▸ TASK PROMPT: Would you please return the lines of the entries below starting at the line that has "model and DTOs." and ending at the line that has "use validator::Validate;", both included, exactly as they are?

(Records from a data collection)
————————

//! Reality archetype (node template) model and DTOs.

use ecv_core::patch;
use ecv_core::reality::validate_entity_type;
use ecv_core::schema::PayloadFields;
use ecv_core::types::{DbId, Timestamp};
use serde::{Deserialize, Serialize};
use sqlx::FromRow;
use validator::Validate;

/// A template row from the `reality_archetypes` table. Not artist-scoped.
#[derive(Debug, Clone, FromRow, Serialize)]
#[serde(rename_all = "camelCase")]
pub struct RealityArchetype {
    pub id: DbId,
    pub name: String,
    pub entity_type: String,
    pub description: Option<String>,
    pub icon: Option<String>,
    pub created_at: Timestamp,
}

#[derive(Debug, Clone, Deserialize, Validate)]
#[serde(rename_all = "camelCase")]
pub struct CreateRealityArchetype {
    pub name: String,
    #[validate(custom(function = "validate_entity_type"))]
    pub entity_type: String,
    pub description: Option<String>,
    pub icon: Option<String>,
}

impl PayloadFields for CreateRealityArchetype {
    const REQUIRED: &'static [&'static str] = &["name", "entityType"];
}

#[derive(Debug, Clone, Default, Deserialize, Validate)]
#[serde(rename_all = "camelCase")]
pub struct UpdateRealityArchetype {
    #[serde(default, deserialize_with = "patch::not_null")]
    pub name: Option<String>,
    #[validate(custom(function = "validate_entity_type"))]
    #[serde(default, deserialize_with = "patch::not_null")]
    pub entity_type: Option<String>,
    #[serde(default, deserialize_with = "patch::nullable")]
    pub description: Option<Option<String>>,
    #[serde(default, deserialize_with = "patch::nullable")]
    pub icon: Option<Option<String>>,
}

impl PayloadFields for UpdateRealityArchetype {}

————————

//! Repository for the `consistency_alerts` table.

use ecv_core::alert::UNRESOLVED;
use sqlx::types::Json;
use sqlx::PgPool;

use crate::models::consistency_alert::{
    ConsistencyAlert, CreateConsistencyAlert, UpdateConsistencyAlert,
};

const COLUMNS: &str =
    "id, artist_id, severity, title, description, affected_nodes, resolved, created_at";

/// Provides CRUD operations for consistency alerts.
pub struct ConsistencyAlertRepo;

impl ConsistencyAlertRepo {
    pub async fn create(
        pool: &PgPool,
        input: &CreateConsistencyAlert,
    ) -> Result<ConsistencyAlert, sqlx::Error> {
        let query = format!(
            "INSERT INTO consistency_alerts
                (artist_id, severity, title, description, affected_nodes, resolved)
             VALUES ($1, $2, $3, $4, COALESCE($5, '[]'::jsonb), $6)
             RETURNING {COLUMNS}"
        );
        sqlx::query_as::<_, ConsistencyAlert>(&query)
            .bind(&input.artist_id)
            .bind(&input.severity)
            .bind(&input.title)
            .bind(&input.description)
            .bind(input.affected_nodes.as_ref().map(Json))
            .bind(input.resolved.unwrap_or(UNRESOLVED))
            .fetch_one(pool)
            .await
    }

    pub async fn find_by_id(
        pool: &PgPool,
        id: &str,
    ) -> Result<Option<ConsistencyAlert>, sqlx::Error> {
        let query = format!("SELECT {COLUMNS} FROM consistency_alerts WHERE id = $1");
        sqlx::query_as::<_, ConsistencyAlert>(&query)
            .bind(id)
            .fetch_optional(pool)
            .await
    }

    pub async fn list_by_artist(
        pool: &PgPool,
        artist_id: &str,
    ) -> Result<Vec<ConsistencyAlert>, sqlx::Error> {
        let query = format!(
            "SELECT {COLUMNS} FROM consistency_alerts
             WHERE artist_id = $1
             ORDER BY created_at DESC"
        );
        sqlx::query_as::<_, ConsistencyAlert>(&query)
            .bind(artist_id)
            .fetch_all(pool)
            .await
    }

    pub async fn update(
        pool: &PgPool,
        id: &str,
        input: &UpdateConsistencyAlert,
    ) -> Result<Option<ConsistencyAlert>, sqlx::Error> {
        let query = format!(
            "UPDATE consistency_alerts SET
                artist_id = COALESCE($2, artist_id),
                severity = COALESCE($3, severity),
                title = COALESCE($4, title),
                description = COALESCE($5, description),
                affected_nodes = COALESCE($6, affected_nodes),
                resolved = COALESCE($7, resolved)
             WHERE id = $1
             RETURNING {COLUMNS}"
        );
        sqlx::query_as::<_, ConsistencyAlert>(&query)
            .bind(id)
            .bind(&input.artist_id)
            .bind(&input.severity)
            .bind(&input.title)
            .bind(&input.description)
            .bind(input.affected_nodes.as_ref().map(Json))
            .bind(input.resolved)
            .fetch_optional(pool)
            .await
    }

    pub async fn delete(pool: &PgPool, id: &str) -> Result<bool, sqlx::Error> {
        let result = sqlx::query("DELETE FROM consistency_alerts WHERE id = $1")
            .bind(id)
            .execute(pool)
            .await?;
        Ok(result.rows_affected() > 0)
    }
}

————————

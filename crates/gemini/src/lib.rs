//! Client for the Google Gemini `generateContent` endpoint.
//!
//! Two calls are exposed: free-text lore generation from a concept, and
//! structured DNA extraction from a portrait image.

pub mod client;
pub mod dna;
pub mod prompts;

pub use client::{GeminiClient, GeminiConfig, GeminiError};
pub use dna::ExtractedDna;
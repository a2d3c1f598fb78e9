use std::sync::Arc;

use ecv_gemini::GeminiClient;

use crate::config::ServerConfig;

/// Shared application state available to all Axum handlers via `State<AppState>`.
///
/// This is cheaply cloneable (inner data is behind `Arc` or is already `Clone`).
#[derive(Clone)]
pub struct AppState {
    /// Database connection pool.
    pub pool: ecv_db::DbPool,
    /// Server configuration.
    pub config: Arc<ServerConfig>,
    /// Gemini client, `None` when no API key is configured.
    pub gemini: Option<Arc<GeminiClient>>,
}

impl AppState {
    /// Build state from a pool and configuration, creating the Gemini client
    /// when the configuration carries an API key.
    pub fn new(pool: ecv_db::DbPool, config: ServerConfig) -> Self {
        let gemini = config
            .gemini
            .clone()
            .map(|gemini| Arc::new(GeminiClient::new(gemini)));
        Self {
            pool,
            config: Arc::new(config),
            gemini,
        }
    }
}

————————

▸ OUTPUT BELOW:
//! Reality archetype (node template) model and DTOs.

use ecv_core::patch;
use ecv_core::reality::validate_entity_type;
use ecv_core::schema::PayloadFields;
use ecv_core::types::{DbId, Timestamp};
use serde::{Deserialize, Serialize};
use sqlx::FromRow;
use validator::Validate;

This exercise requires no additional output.